Need advice: what would you do if you had a lot of volunteer edibles

9 years ago
last modified: 9 years ago

Hi all,

So here is the deal. I am part of a community garden and recently upgraded to a bigger plot. The lot was full of weeds. I pulled out all the visible weeds. I needed soil so I added the garden's compost to my plot. Weeks after, I started planting my own seeds. My own seeds germination rate was lower than expected but I got a whole field full of 'mystery' seedlings. The mystery is half solved with the help of you guys ( mostly weeds and Brassicas) but here is my dilemma...

I have a lot of volunteers that are edibles... do you think it is advisable to move them. They are mostly growing in the wrong place and really close to my transplants. If you were me would you just kill them or move them? I am just afraid I would disrupt my transplantes too much if I move them!

Coming into this this growing season, I did have a garden design in mind but I also understand nature does not conform to straight lines and human manipulated designs. I am trying to find a happy medium between the two...

Thanks for the advice! I would love to brainstorm with you!

Comments (16)

  • 9 years ago

    If you want to keep some of the volunteers, carefully move them as soon as possible. The longer they sit there, the bigger the roots get and the more likely they'll be intertwined with your transplants. If you don't really care about the volunteers and worry more about hurting your transplants, I'd do away with them where they sit.

    fleursdecb thanked Humsi
  • 9 years ago

    Volunteers usually screw me up and waste garden space. I let a volunteer winter squash grow in my high tunnel. It took up tons of space and ended up producing nothing because mice got all the squashes. I couldn't bear to let dill seedlings go to waste but it turns out 5x5' square are of dill is far more than the average person needs so, again, wasted space. I thought calendula and borage would be nice scattered in one veggie bed but they both get a lot bigger with big root systems. My herb garden is infested with garlic chives. I agree, move the seedlings you really want. I am still chiding myself for transplanting some gift red cabbage seedlings into several 6-packs because last year, 6 red cabbage plants were more than I needed. I have a couple of brassica seedlings in my high tunnel now and will probably put them in my next salad. But yesterday I also started pulling up bushel basket size claytonia and putting it in the compost bin. I vote for making a salad.

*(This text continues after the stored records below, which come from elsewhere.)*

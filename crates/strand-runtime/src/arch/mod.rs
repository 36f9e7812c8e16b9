//! Architecture-specific context switching
//!
//! Provides assembly implementations for saving and restoring the
//! callee-saved register set during fiber switches, plus the trampoline
//! that a fresh fiber starts in.

cfg_if::cfg_if! {
    if #[cfg(target_arch = "x86_64")] {
        pub mod x86_64;
        pub use x86_64::{Context, context_switch, init_context};
    } else if #[cfg(target_arch = "aarch64")] {
        pub mod aarch64;
        pub use aarch64::{Context, context_switch, init_context};
    }
}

    fleursdecb thanked defrost49
  • 9 years ago

    If most of your volunteers are brassicas and other things with edible leaves, then I would do what defrost49 described, and put them in salads or preserve them as greens. By the time your transplants are big enough to need the space, you will have eaten up your volunteers.

    fleursdecb thanked lilyd74 (5b sw MI)
  • 9 years ago

    Wow defrost49 I feel for you! Some of the examples you mentioned is exactly what I am going through!!

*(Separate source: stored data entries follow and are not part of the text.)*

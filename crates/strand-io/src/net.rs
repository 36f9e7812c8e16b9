//! Blocking-style TCP helpers
//!
//! Thin wrappers over the hook layer giving fibers a plain blocking
//! programming model:
//!
//! ```ignore
//! let listener = NetListener::bind(8080, 1024)?;
//! loop {
//!     let stream = listener.accept()?;
//!     scheduler::spawn(&iom, move || {
//!         handle_connection(stream);
//!     });
//! }
//! ```
//!
//! `bind`/`listen` never block and go to the kernel directly; `accept`,
//! `connect`, `read` and `write` go through the hooks so the calling
//! fiber parks instead of the thread.

use std::io;
use std::net::SocketAddrV4;

use libc::{c_int, c_void, socklen_t};

use crate::hook;

fn sockaddr_v4(addr: SocketAddrV4) -> libc::sockaddr_in {
    let mut sin: libc::sockaddr_in = unsafe { std::mem::zeroed() };
    sin.sin_family = libc::AF_INET as libc::sa_family_t;
    sin.sin_port = addr.port().to_be();
    sin.sin_addr = libc::in_addr {
        s_addr: u32::from(*addr.ip()).to_be(),
    };
    sin
}

/// A listening TCP socket
pub struct NetListener {
    fd: c_int,
}

impl NetListener {
    /// Bind 0.0.0.0:`port` and listen
    pub fn bind(port: u16, backlog: c_int) -> io::Result<NetListener> {
        let fd = hook::socket(libc::AF_INET, libc::SOCK_STREAM, 0);
        if fd < 0 {
            return Err(io::Error::last_os_error());
        }

        let listener = NetListener { fd };

        let opt: c_int = 1;
        unsafe {
            hook::setsockopt(
                fd,
                libc::SOL_SOCKET,
                libc::SO_REUSEADDR,
                &opt as *const c_int as *const c_void,
                std::mem::size_of::<c_int>() as socklen_t,
            );
        }

        let sin = sockaddr_v4(SocketAddrV4::new(std::net::Ipv4Addr::UNSPECIFIED, port));
        let rt = unsafe {
            libc::bind(
                fd,
                &sin as *const libc::sockaddr_in as *const libc::sockaddr,
                std::mem::size_of::<libc::sockaddr_in>() as socklen_t,
            )
        };
        if rt != 0 {
            return Err(io::Error::last_os_error());
        }

        if unsafe { libc::listen(fd, backlog) } != 0 {
            return Err(io::Error::last_os_error());
        }
        Ok(listener)
    }

    /// Accept one connection, parking the calling fiber until a client
    /// arrives
    pub fn accept(&self) -> io::Result<NetStream> {
        let mut addr: libc::sockaddr_in = unsafe { std::mem::zeroed() };
        let mut len = std::mem::size_of::<libc::sockaddr_in>() as socklen_t;

        let fd = unsafe {
            hook::accept(
                self.fd,
                &mut addr as *mut libc::sockaddr_in as *mut libc::sockaddr,
                &mut len,
            )
        };
        if fd < 0 {
            return Err(io::Error::last_os_error());
        }
        Ok(NetStream { fd })
    }

    /// The local port actually bound (useful with port 0)
    pub fn local_port(&self) -> io::Result<u16> {
        let mut addr: libc::sockaddr_in = unsafe { std::mem::zeroed() };
        let mut len = std::mem::size_of::<libc::sockaddr_in>() as socklen_t;
        let rt = unsafe {
            libc::getsockname(
                self.fd,
                &mut addr as *mut libc::sockaddr_in as *mut libc::sockaddr,
                &mut len,
            )
        };
        if rt != 0 {
            return Err(io::Error::last_os_error());
        }
        Ok(u16::from_be(addr.sin_port))
    }

    #[inline]
    pub fn fd(&self) -> c_int {
        self.fd
    }
}

impl Drop for NetListener {
    fn drop(&mut self) {
        hook::close(self.fd);
    }
}

/// A connected TCP stream
pub struct NetStream {
    fd: c_int,
}

impl NetStream {
    /// Connect to `addr`, parking the calling fiber until the handshake
    /// finishes (or the default connect timeout fires)
    pub fn connect(addr: SocketAddrV4) -> io::Result<NetStream> {
        let fd = hook::socket(libc::AF_INET, libc::SOCK_STREAM, 0);
        if fd < 0 {
            return Err(io::Error::last_os_error());
        }
        let stream = NetStream { fd };

        let sin = sockaddr_v4(addr);
        let rt = unsafe {
            hook::connect(
                fd,
                &sin as *const libc::sockaddr_in as *const libc::sockaddr,
                std::mem::size_of::<libc::sockaddr_in>() as socklen_t,
            )
        };
        if rt != 0 {
            return Err(io::Error::last_os_error());
        }
        Ok(stream)
    }

    /// Wrap an already-connected fd
    pub fn from_raw(fd: c_int) -> NetStream {
        NetStream { fd }
    }

    /// Read into `buf`; 0 means EOF
    pub fn read(&self, buf: &mut [u8]) -> io::Result<usize> {
        let n = unsafe { hook::recv(self.fd, buf.as_mut_ptr() as *mut c_void, buf.len(), 0) };
        if n < 0 {
            return Err(io::Error::last_os_error());
        }
        Ok(n as usize)
    }

    /// Send once; returns bytes written
    pub fn write(&self, buf: &[u8]) -> io::Result<usize> {
        let n = unsafe { hook::send(self.fd, buf.as_ptr() as *const c_void, buf.len(), 0) };
        if n < 0 {
            return Err(io::Error::last_os_error());
        }
        Ok(n as usize)
    }

    /// Send the whole buffer, retrying partial writes
    pub fn write_all(&self, mut buf: &[u8]) -> io::Result<()> {
        while !buf.is_empty() {
            let n = self.write(buf)?;
            if n == 0 {
                return Err(io::Error::new(io::ErrorKind::WriteZero, "socket closed"));
            }
            buf = &buf[n..];
        }
        Ok(())
    }

    /// Cache + apply a receive timeout
    pub fn set_recv_timeout_ms(&self, ms: u64) -> io::Result<()> {
        self.set_timeout(libc::SO_RCVTIMEO, ms)
    }

    /// Cache + apply a send timeout
    pub fn set_send_timeout_ms(&self, ms: u64) -> io::Result<()> {
        self.set_timeout(libc::SO_SNDTIMEO, ms)
    }

    fn set_timeout(&self, optname: c_int, ms: u64) -> io::Result<()> {
        let tv = libc::timeval {
            tv_sec: (ms / 1000) as libc::time_t,
            tv_usec: ((ms % 1000) * 1000) as libc::suseconds_t,
        };
        let rt = unsafe {
            hook::setsockopt(
                self.fd,
                libc::SOL_SOCKET,
                optname,
                &tv as *const libc::timeval as *const c_void,
                std::mem::size_of::<libc::timeval>() as socklen_t,
            )
        };
        if rt != 0 {
            return Err(io::Error::last_os_error());
        }
        Ok(())
    }

    #[inline]
    pub fn fd(&self) -> c_int {
        self.fd
    }
}

impl Drop for NetStream {
    fn drop(&mut self) {
        hook::close(self.fd);
    }
}

// The fd is valid until drop; all methods go through the hook layer,
// which is safe to call from any fiber.
unsafe impl Send for NetStream {}
unsafe impl Sync for NetStream {}
unsafe impl Send for NetListener {}
unsafe impl Sync for NetListener {}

    I think from all your great advice, I will move what I can and if I am afraid it would hurt my transplanted then I would just harvest and eat the young leaves. As for seedlings like calendula, I will probably just dump them as I did not know it has a big root system. Some volunteers are ones I never really wanted in the first place but thought it would be a waste to throw out, but I guess I just have to think about how it will grow throughout the season.


  • 9 years ago

    Throw some calendula seedlings in pots. It's an easy and pretty plant to grow.

    Rodney

  • PRO
    9 years ago

    For me, it would depend on how established the volunteers are and how newly set in or established my transplants are.
    It can be surprisingly easy to get volunteers out without hurting transplants- after all, we yank out weeds from around our transplants.
    I've found that using a soup spoon instead of a larger trowel works
    best for digging out volunteers. Especially when they spring up during
    the wrong time of establishment for transplants. A spoon is a more
    precise tool that is less likely to disturb the transplants.

    If so.. if you want them, replant them. If you are feeling really nice, pot them up and set them out for free for other community gardeners to enjoy. If you don't feel like that, pitch them into the compost pile.
    And very fresh transplants IMO aren't hurt all that much with a lil shuffle from doing such a thing. I've gone out a couple days after setting in a garden, and deciding something needs to be moved a bit, and done so with no harm done. After a couple weeks though, I consider transplants established in enough that it could be rather harmful to mess with them at that stage of establishment.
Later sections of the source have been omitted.